In conjunction with other baths should be considered the Turkish, or Anglo-Turkish bath, in which dry air at a temperature of from 100° to 160° F., or more, is employed, the patient passing through graduated chambers during 20 to 40 minutes; when free perspiration has occurred, and lasted for some time, shampooing is commenced, and afterward the body is washed with copious lathers of soap and streams of water, warm, tepid, and finally cold. The effect of the warm applications and frictions is to stimulate both the general and cutaneous circulation, to relax the muscular tissue, relieve pain and congestion, to cleanse the openings of the skin-glands, and to eliminate through them morbid material and retained excretion. That the skin excretes urea has been proved by finding it in the perspiration of healthy persons (Landerer, Funke, Leube, etc.); but still more constantly in cases of scarlatina, nephritis, cholera, collapse, and chronic Bright's disease (Scottin, G. O. Rees, Fiedler, etc.). In such cases the urea may even form a crystalline powder on the skin, especially near the sweat-glands (H. Wood). Moreover, in diabetes the perspiration contains sugar; in rheumatism, lactic acid; in gout, uric acid; and in jaundice, biliary products. This being so, it is evident that the promotion of very free secretion from the skin-glands by the varied processes of the Turkish bath is a most efficient means of depurating the blood. The effect of the final cold douche or plunge is to contract muscular tissue both in the skin and deeper parts, and to stimulate and brace up the nervous system; hence this form of bath combines the good effects of both hot and cold applications. It should induce an agreeable sense of vigor and elasticity, and render the skin less sensitive to changes of temperature.

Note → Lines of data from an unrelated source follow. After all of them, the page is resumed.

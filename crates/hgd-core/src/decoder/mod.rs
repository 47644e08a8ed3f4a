//! Chart decoding: builds the hypergraph of a sentence and walks derivations out of it.
//!
//! - [`Chart`] fills a CYK chart span by span with cube pruning and recombination.
//! - [`Hypergraph`] is the per-sentence node/edge arena the chart leaves behind.
//! - [`walker`] linearises one derivation into words, alignments and features.
//! - [`KBest`] enumerates derivations of the goal node best-first.

mod cell;
mod chart;
mod cube;
mod dot_chart;
mod explain;
mod hypergraph;
mod kbest;
pub mod walker;

#[cfg(test)]
mod tests;

pub use chart::Chart;
pub use explain::{ChartExplanation, ExplainStep};
pub use hypergraph::{ChartStats, EdgeId, HyperEdge, Hypergraph, Node, NodeId};
pub use kbest::KBest;
pub use walker::{
    walk, AlignmentBuilder, Derivation, FeatureAccumulator, OutputBuilder, WalkError, Walker,
};

use crate::ff::{FeatureRegistry, Weights};
use crate::grammar::GrammarSet;
use crate::sentence::Sentence;
use crate::settings::SearchSettings;
use crate::vocab::Vocabulary;

/// Parse `sentence` into its hypergraph.
pub fn parse(
    sentence: &Sentence,
    grammars: &GrammarSet,
    registry: &FeatureRegistry,
    weights: &Weights,
    search: &SearchSettings,
    vocab: &Vocabulary,
) -> Hypergraph {
    Chart::new(sentence, grammars, registry, weights, search, vocab).expand()
}
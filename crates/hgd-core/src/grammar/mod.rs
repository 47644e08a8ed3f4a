//! Synchronous grammar rules and the rule-lookup contract the chart consumes.
//!
//! Grammars are read through a trie over source sides: the chart walks
//! `step(node, key)` one source symbol at a time and asks `rules_matching`
//! for the rules whose whole source side the node spells.

mod rule;
mod set;
mod table;

use std::sync::Arc;

use crate::vocab::WordId;

pub use rule::{Rule, Symbol, TargetSymbol};
pub use set::{GrammarSet, UnaryRule};
pub use table::RuleTable;

/// Index of a node in a grammar's source-side trie.
pub type TrieId = usize;

/// One step along a source side: a terminal word or a nonterminal label.
#[derive(Debug, Clone, Copy, PartialEq, Eq, Hash, PartialOrd, Ord)]
pub enum TrieKey {
    Word(WordId),
    Label(WordId),
}

#[derive(Debug, thiserror::Error)]
pub enum GrammarError {
    #[error("line {line}: {reason}")]
    Parse { line: usize, reason: String },

    #[error("invalid rule: {0}")]
    InvalidRule(String),

    #[error("unary rules form a cycle through label {0}")]
    UnaryCycle(String),
}

pub trait Grammar: Send + Sync {
    fn root(&self) -> TrieId;

    /// Trie node reached from `node` by matching `key`, if any rule continues that way.
    fn step(&self, node: TrieId, key: TrieKey) -> Option<TrieId>;

    /// Rules whose complete source side is the pattern spelled by `node`.
    fn rules_matching(&self, node: TrieId) -> &[Arc<Rule>];

    /// Unary rules (`[A] ||| [B,1] ||| [B,1]`), ordered so that every rule
    /// producing a label precedes every rule consuming it.
    fn unary_rules(&self) -> &[Arc<Rule>];

    /// Widest span this grammar may cover; `None` means unbounded.
    fn max_span(&self) -> Option<usize> {
        None
    }

    fn owner(&self) -> &str;

    /// Whether some rule's source side starts with `word`.
    fn covers_word(&self, word: WordId) -> bool {
        self.step(self.root(), TrieKey::Word(word)).is_some()
    }
}
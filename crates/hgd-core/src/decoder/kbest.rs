use std::cmp::Ordering;
use std::collections::{BinaryHeap, HashMap, HashSet};

use super::hypergraph::{EdgeId, Hypergraph, NodeId};
use super::walker::Derivation;

/// A derivation of one node: an incoming edge and a rank into each tail's list.
#[derive(Debug, Clone)]
struct Entry {
    score: f64,
    edge: EdgeId,
    ranks: Vec<usize>,
}

impl PartialEq for Entry {
    fn eq(&self, other: &Self) -> bool {
        self.cmp(other) == Ordering::Equal
    }
}

impl Eq for Entry {}

impl PartialOrd for Entry {
    fn partial_cmp(&self, other: &Self) -> Option<Ordering> {
        Some(self.cmp(other))
    }
}

impl Ord for Entry {
    /// Higher score first, then the earlier edge, then smaller ranks.
    fn cmp(&self, other: &Self) -> Ordering {
        self.score
            .total_cmp(&other.score)
            .then_with(|| other.edge.cmp(&self.edge))
            .then_with(|| other.ranks.cmp(&self.ranks))
    }
}

#[derive(Debug, Default)]
struct NodeList {
    found: Vec<Entry>,
    frontier: BinaryHeap<Entry>,
    seen: HashSet<(EdgeId, Vec<usize>)>,
    /// Whether the successors of `found.last()` are in `frontier` yet.
    expanded: bool,
}

/// Lazy k-best enumeration over a recombined hypergraph.
///
/// Each node keeps its derivations found so far plus a frontier of
/// candidates; asking for the k-th derivation of a node only computes as
/// much of its tails' lists as that needs.
pub struct KBest<'a> {
    hg: &'a Hypergraph,
    lists: HashMap<NodeId, NodeList>,
}

impl<'a> KBest<'a> {
    pub fn new(hg: &'a Hypergraph) -> Self {
        Self {
            hg,
            lists: HashMap::new(),
        }
    }

    /// The `k`-th best derivation of the goal node (0-based) and its score.
    pub fn goal(&mut self, k: usize) -> Option<(Derivation, f64)> {
        let goal = self.hg.goal()?;
        let score = self.score(goal, k)?;
        Some((self.derivation(goal, k)?, score))
    }

    fn init(&mut self, node: NodeId) {
        if self.lists.contains_key(&node) {
            return;
        }
        let hg = self.hg;
        let mut list = NodeList::default();
        for &edge in &hg.node(node).edges {
            let e = hg.edge(edge);
            let ranks = vec![0; e.tails.len()];
            list.seen.insert((edge, ranks.clone()));
            list.frontier.push(Entry {
                score: e.score,
                edge,
                ranks,
            });
        }
        self.lists.insert(node, list);
    }

    /// Score of the `k`-th derivation of `node`.
    fn score(&mut self, node: NodeId, k: usize) -> Option<f64> {
        self.init(node);
        loop {
            let list = self.lists.get(&node)?;
            if let Some(e) = list.found.get(k) {
                return Some(e.score);
            }
            if !list.expanded {
                if let Some(last) = list.found.last().cloned() {
                    self.push_successors(node, &last);
                }
                if let Some(list) = self.lists.get_mut(&node) {
                    list.expanded = true;
                }
            }
            let list = self.lists.get_mut(&node)?;
            let next = list.frontier.pop()?;
            list.found.push(next);
            list.expanded = false;
        }
    }

    fn push_successors(&mut self, node: NodeId, last: &Entry) {
        let hg = self.hg;
        let edge = hg.edge(last.edge);
        for slot in 0..last.ranks.len() {
            let mut ranks = last.ranks.clone();
            ranks[slot] += 1;
            let seen = self
                .lists
                .get(&node)
                .is_some_and(|l| l.seen.contains(&(last.edge, ranks.clone())));
            if seen {
                continue;
            }
            let mut score = edge.transition_score;
            let mut complete = true;
            for (&tail, &r) in edge.tails.iter().zip(&ranks) {
                match self.score(tail, r) {
                    Some(s) => score += s,
                    None => {
                        complete = false;
                        break;
                    }
                }
            }
            if !complete {
                continue;
            }
            if let Some(list) = self.lists.get_mut(&node) {
                list.seen.insert((last.edge, ranks.clone()));
                list.frontier.push(Entry {
                    score,
                    edge: last.edge,
                    ranks,
                });
            }
        }
    }

    fn derivation(&mut self, node: NodeId, k: usize) -> Option<Derivation> {
        self.score(node, k)?;
        let entry = self.lists.get(&node)?.found.get(k)?.clone();
        let tails = self.hg.edge(entry.edge).tails.clone();
        let mut children = Vec::with_capacity(tails.len());
        for (tail, r) in tails.into_iter().zip(entry.ranks) {
            children.push(self.derivation(tail, r)?);
        }
        Some(Derivation {
            edge: entry.edge,
            children,
        })
    }
}
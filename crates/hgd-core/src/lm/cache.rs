use std::collections::HashMap;
use std::sync::atomic::{AtomicU64, Ordering};
use std::sync::RwLock;

use crate::vocab::WordId;

use super::{LanguageModel, LmError};

/// Shared memo of n-gram scores, keyed by the n-gram's word ids.
///
/// Concurrent inserts of the same key keep the first value.
#[derive(Debug, Default)]
pub struct NgramCache {
    entries: RwLock<HashMap<Box<[WordId]>, f32>>,
    hits: AtomicU64,
    misses: AtomicU64,
}

impl NgramCache {
    pub fn new() -> Self {
        Self::default()
    }

    pub fn get(&self, ngram: &[WordId]) -> Option<f32> {
        let found = self
            .entries
            .read()
            .ok()
            .and_then(|entries| entries.get(ngram).copied());
        match found {
            Some(_) => self.hits.fetch_add(1, Ordering::Relaxed),
            None => self.misses.fetch_add(1, Ordering::Relaxed),
        };
        found
    }

    /// Returns the cached value, which is `value` unless another thread got there first.
    pub fn insert(&self, ngram: &[WordId], value: f32) -> f32 {
        match self.entries.write() {
            Ok(mut entries) => *entries.entry(ngram.into()).or_insert(value),
            Err(_) => value,
        }
    }

    /// Cached lookup against `lm`.
    pub fn logprob(&self, lm: &dyn LanguageModel, ngram: &[WordId]) -> Result<f32, LmError> {
        if let Some(v) = self.get(ngram) {
            return Ok(v);
        }
        let v = lm.logprob(ngram)?;
        Ok(self.insert(ngram, v))
    }

    pub fn len(&self) -> usize {
        self.entries.read().map(|e| e.len()).unwrap_or(0)
    }

    pub fn is_empty(&self) -> bool {
        self.len() == 0
    }

    pub fn hits(&self) -> u64 {
        self.hits.load(Ordering::Relaxed)
    }

    pub fn misses(&self) -> u64 {
        self.misses.load(Ordering::Relaxed)
    }
}
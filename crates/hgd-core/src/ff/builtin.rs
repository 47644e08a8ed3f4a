use crate::grammar::{Rule, TargetSymbol};
use crate::vocab::{Vocabulary, WordId};

use super::{FeatureFunction, FeatureVector};

/// Passes each rule's own feature values through.
#[derive(Debug, Default)]
pub struct RuleFeatures;

impl FeatureFunction for RuleFeatures {
    fn name(&self) -> &str {
        "RuleFeatures"
    }

    fn estimate(&self, rule: &Rule) -> FeatureVector {
        rule.features.clone()
    }
}

/// `-1/ln(10)` per target word, so the weight reads in log10 units.
/// Sentence markers are not counted; they never reach the output.
#[derive(Debug)]
pub struct WordPenalty {
    markers: [WordId; 2],
}

impl WordPenalty {
    pub fn new(vocab: &Vocabulary) -> Self {
        Self {
            markers: [vocab.start_marker(), vocab.end_marker()],
        }
    }
}

pub const WORD_PENALTY: &str = "WordPenalty";

impl FeatureFunction for WordPenalty {
    fn name(&self) -> &str {
        WORD_PENALTY
    }

    fn estimate(&self, rule: &Rule) -> FeatureVector {
        let mut fv = FeatureVector::new();
        let n = rule
            .target
            .iter()
            .filter(|t| matches!(t, TargetSymbol::Word(w) if !self.markers.contains(w)))
            .count();
        if n > 0 {
            fv.add(WORD_PENALTY, -(n as f64) / std::f64::consts::LN_10);
        }
        fv
    }
}

/// Fires once per pass-through rule.
#[derive(Debug, Default)]
pub struct OovPenalty;

pub const OOV_PENALTY: &str = "OOVPenalty";

impl FeatureFunction for OovPenalty {
    fn name(&self) -> &str {
        OOV_PENALTY
    }

    fn estimate(&self, rule: &Rule) -> FeatureVector {
        let mut fv = FeatureVector::new();
        if rule.oov {
            fv.add(OOV_PENALTY, 1.0);
        }
        fv
    }
}
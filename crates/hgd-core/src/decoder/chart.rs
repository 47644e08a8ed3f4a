use std::collections::HashMap;
use std::sync::Arc;

use tracing::{debug, debug_span, warn};

use crate::ff::{CompositeState, FeatureError, FeatureRegistry, SpanContext, Weights};
use crate::grammar::{GrammarSet, Rule, TrieId};
use crate::sentence::Sentence;
use crate::settings::SearchSettings;
use crate::vocab::{Vocabulary, WordId};

use super::cell::{Candidate, Cell};
use super::cube::{Cube, Face};
use super::dot_chart::DotChart;
use super::hypergraph::{ChartStats, HyperEdge, Hypergraph, Node, NodeId};

/// Rules at one trie node, best weighted estimate first.
type RankedRules = Arc<[(Arc<Rule>, f64)]>;

const OOV_OWNER: &str = "oov";

/// Bottom-up CYK chart for one sentence.
///
/// Spans are completed in order of increasing width. Completing `[i, j)`
/// extends the dot charts into it, cube-prunes every matched rule into the
/// cell, applies unary rules, then starts new dot items from the finished cell.
pub struct Chart<'a> {
    sentence: &'a Sentence,
    grammars: &'a GrammarSet,
    registry: &'a FeatureRegistry,
    weights: &'a Weights,
    search: &'a SearchSettings,
    goal: WordId,
    len: usize,
    cells: Vec<Cell>,
    dots: Vec<DotChart>,
    hg: Hypergraph,
    stats: ChartStats,
    ranked: HashMap<(usize, TrieId), RankedRules>,
    oov: Vec<Option<Arc<Rule>>>,
}

impl<'a> Chart<'a> {
    pub fn new(
        sentence: &'a Sentence,
        grammars: &'a GrammarSet,
        registry: &'a FeatureRegistry,
        weights: &'a Weights,
        search: &'a SearchSettings,
        vocab: &Vocabulary,
    ) -> Self {
        let len = sentence.len();
        let default_nt = vocab.id(&search.default_nonterminal);
        let oov = sentence
            .words()
            .iter()
            .map(|&w| {
                if !search.oov_rules || grammars.covers_word(w) {
                    return None;
                }
                let output = if search.mark_oovs {
                    let word = vocab.word(w).map(|w| w.to_string()).unwrap_or_default();
                    vocab.id(&format!("{word}_OOV"))
                } else {
                    w
                };
                Some(Arc::new(Rule::oov(default_nt, w, output, OOV_OWNER)))
            })
            .collect();

        Self {
            sentence,
            grammars,
            registry,
            weights,
            search,
            goal: vocab.id(&search.goal_symbol),
            len,
            cells: (0..(len + 1) * (len + 1)).map(|_| Cell::default()).collect(),
            dots: grammars
                .grammars()
                .iter()
                .map(|g| DotChart::new(g.as_ref(), len))
                .collect(),
            hg: Hypergraph::new(sentence.clone()),
            stats: ChartStats::default(),
            ranked: HashMap::new(),
            oov,
        }
    }

    fn idx(&self, i: usize, j: usize) -> usize {
        i * (self.len + 1) + j
    }

    /// Fill the chart and connect the goal node.
    pub fn expand(mut self) -> Hypergraph {
        let _span =
            debug_span!("expand", sentence = self.sentence.id(), len = self.len).entered();
        for width in 1..=self.len {
            for i in 0..=self.len - width {
                self.complete(i, i + width);
            }
        }
        self.transit_to_goal();

        let stats = self.stats;
        debug!(
            added = stats.added,
            merged = stats.merged,
            pruned = stats.pruned,
            pops = stats.pops,
            failed = stats.failed,
            nodes = self.hg.nodes().len(),
            edges = self.hg.edges().len(),
        );
        if self.hg.goal().is_none() {
            warn!(sentence = self.sentence.id(), "no derivation covers the sentence");
        }
        self.hg.stats = stats;
        self.hg
    }

    fn complete(&mut self, i: usize, j: usize) {
        let sentence = self.sentence;
        let grammars = self.grammars;
        for (g, grammar) in grammars.grammars().iter().enumerate() {
            self.dots[g].expand(grammar.as_ref(), sentence.words(), &self.cells, i, j);
        }

        if j == i + 1 {
            if let Some(rule) = self.oov[i].clone() {
                let est = self.estimate(&rule);
                self.cube_prune(&rule, est, &[Face::new()], i, j);
            }
        }

        for g in 0..grammars.len() {
            if !self.dots[g].allows(j - i) {
                continue;
            }
            // Every split of one source pattern reaches the same trie node, so
            // grouping by node gives each rule one cube over the whole span.
            let mut groups: Vec<(TrieId, Vec<Face>)> = Vec::new();
            for item in self.dots[g].items(i, j) {
                let face: Face = item
                    .slots
                    .iter()
                    .map(|s| {
                        self.cells[self.idx(s.start, s.end)]
                            .bin(s.label)
                            .map(|b| b.nodes().to_vec())
                            .unwrap_or_default()
                    })
                    .collect();
                match groups.iter_mut().find(|(trie, _)| *trie == item.trie) {
                    Some((_, faces)) => faces.push(face),
                    None => groups.push((item.trie, vec![face])),
                }
            }
            for (trie, faces) in groups {
                let rules = self.ranked_rules(g, trie);
                for (rule, est) in rules.iter() {
                    if rule.is_unary() {
                        continue;
                    }
                    self.cube_prune(rule, *est, &faces, i, j);
                }
            }
        }

        self.apply_unary(i, j);

        let idx = self.idx(i, j);
        for (g, grammar) in grammars.grammars().iter().enumerate() {
            self.dots[g].start(grammar.as_ref(), &self.cells[idx], i, j);
        }
    }

    /// Unary rules run in producer-before-consumer order, so every bin a unary
    /// rule reads is final by the time it runs.
    fn apply_unary(&mut self, i: usize, j: usize) {
        let idx = self.idx(i, j);
        let grammars = self.grammars;
        for u in grammars.unary_rules() {
            if !self.dots[u.grammar].allows(j - i) {
                continue;
            }
            let Some(label) = u.rule.slot_label(0) else { continue };
            let Some(bin) = self.cells[idx].bin(label) else { continue };
            let faces = vec![vec![bin.nodes().to_vec()]];
            let est = self.estimate(&u.rule);
            self.cube_prune(&u.rule, est, &faces, i, j);
        }
    }

    fn estimate(&self, rule: &Rule) -> f64 {
        self.weights.dot(&self.registry.estimate(rule))
    }

    fn ranked_rules(&mut self, g: usize, trie: TrieId) -> RankedRules {
        if let Some(r) = self.ranked.get(&(g, trie)) {
            return Arc::clone(r);
        }
        let grammars = self.grammars;
        let grammar = &grammars.grammars()[g];
        let mut rules: Vec<(Arc<Rule>, f64)> = grammar
            .rules_matching(trie)
            .iter()
            .map(|r| (Arc::clone(r), self.estimate(r)))
            .collect();
        rules.sort_by(|a, b| b.1.total_cmp(&a.1));
        let rules: RankedRules = rules.into();
        self.ranked.insert((g, trie), Arc::clone(&rules));
        rules
    }

    /// Materialise at most `pop_limit` combinations of `rule` over all `faces`.
    fn cube_prune(
        &mut self,
        rule: &Arc<Rule>,
        estimate: f64,
        faces: &[Face],
        i: usize,
        j: usize,
    ) {
        let idx = self.idx(i, j);
        let mut cube = Cube::new(faces, estimate, &self.hg);
        for _ in 0..self.search.pop_limit {
            let Some(tails) = cube.pop(&self.hg) else { break };
            self.stats.pops += 1;
            match self.materialize(rule, tails, i, j) {
                Ok(cand) => {
                    let beam = self.search.beam_width;
                    self.cells[idx].insert(&mut self.hg, cand, beam, &mut self.stats);
                }
                Err(e) => {
                    self.stats.failed += 1;
                    debug!(i, j, error = %e, "transition failed");
                }
            }
        }
    }

    fn materialize(
        &self,
        rule: &Arc<Rule>,
        tails: Vec<NodeId>,
        i: usize,
        j: usize,
    ) -> Result<Candidate, FeatureError> {
        let states: Vec<&CompositeState> =
            tails.iter().map(|&t| &self.hg.node(t).state).collect();
        let ctx = SpanContext {
            start: i,
            end: j,
            sentence: self.sentence,
        };
        let (state, features) = self.registry.transition(rule, &states, &ctx)?;
        let transition_score = self.weights.dot(&features);
        let inside: f64 = tails.iter().map(|&t| self.hg.node(t).score).sum();
        Ok(Candidate {
            rule: Arc::clone(rule),
            tails,
            start: i,
            end: j,
            state,
            transition_score,
            score: inside + transition_score,
        })
    }

    /// Lift every full-span goal-labelled node to the single goal node
    /// through a rule-less edge scored by the modules' final transitions.
    fn transit_to_goal(&mut self) {
        if self.len == 0 {
            return;
        }
        let full = self.idx(0, self.len);
        let Some(bin) = self.cells[full].bin(self.goal) else {
            return;
        };
        for id in bin.nodes().to_vec() {
            let node = self.hg.node(id);
            let features = match self.registry.final_transition(&node.state, self.sentence) {
                Ok(f) => f,
                Err(e) => {
                    self.stats.failed += 1;
                    debug!(node = id, error = %e, "final transition failed");
                    continue;
                }
            };
            let local = self.weights.dot(&features);
            let score = node.score + local;
            let edge = self.hg.push_edge(HyperEdge {
                rule: None,
                tails: vec![id],
                start: 0,
                end: self.len,
                transition_score: local,
                score,
            });
            match self.hg.goal() {
                None => {
                    let goal = self.hg.push_node(Node {
                        label: self.goal,
                        start: 0,
                        end: self.len,
                        state: CompositeState::default(),
                        edges: vec![edge],
                        best_edge: edge,
                        score,
                    });
                    self.hg.set_goal(goal);
                }
                Some(goal) => {
                    let goal = self.hg.node_mut(goal);
                    goal.edges.push(edge);
                    if score > goal.score {
                        goal.score = score;
                        goal.best_edge = edge;
                    }
                }
            }
        }
    }
}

It does not, however, always succeed well; in some subjects, especially at first, sweating is not favorably induced, and they suffer from heat, malaise, and headache; the use of a wet towel with friction should then be tried, or gentle douching with warm water on first entering the bath; drinking cold water is also recommended for increasing the skin secretion, and often succeeds, but in my experience it has sometimes caused nausea and gastric pain.

Persons vary in their power of resisting heat, and although there are really few who cannot go through a Turkish bath with safety, there are many who suffer at first with some degree of oppression, faintness, and exhaustion. Hence, the first bath should be taken cautiously, not prolonging unduly the time in the hot chamber - say not beyond 20 to 30 minutes (the sensations will practically guide as to time), and finishing with the cold or nearly cold douche for a few seconds only, not with the plunge bath. It is a mistake to go over-fatigued into the Turkish bath, or within three or four hours after a good meal; or to dress too hurriedly, and go with still-perspiring skin into the open air.

Contra-indications to this form of bath are to be found in extreme debility from any cause, and in some conditions of pulmonary congestion or tendency thereto: chronic heart disease per se does not necessarily negative the bath, but requires extra precaution.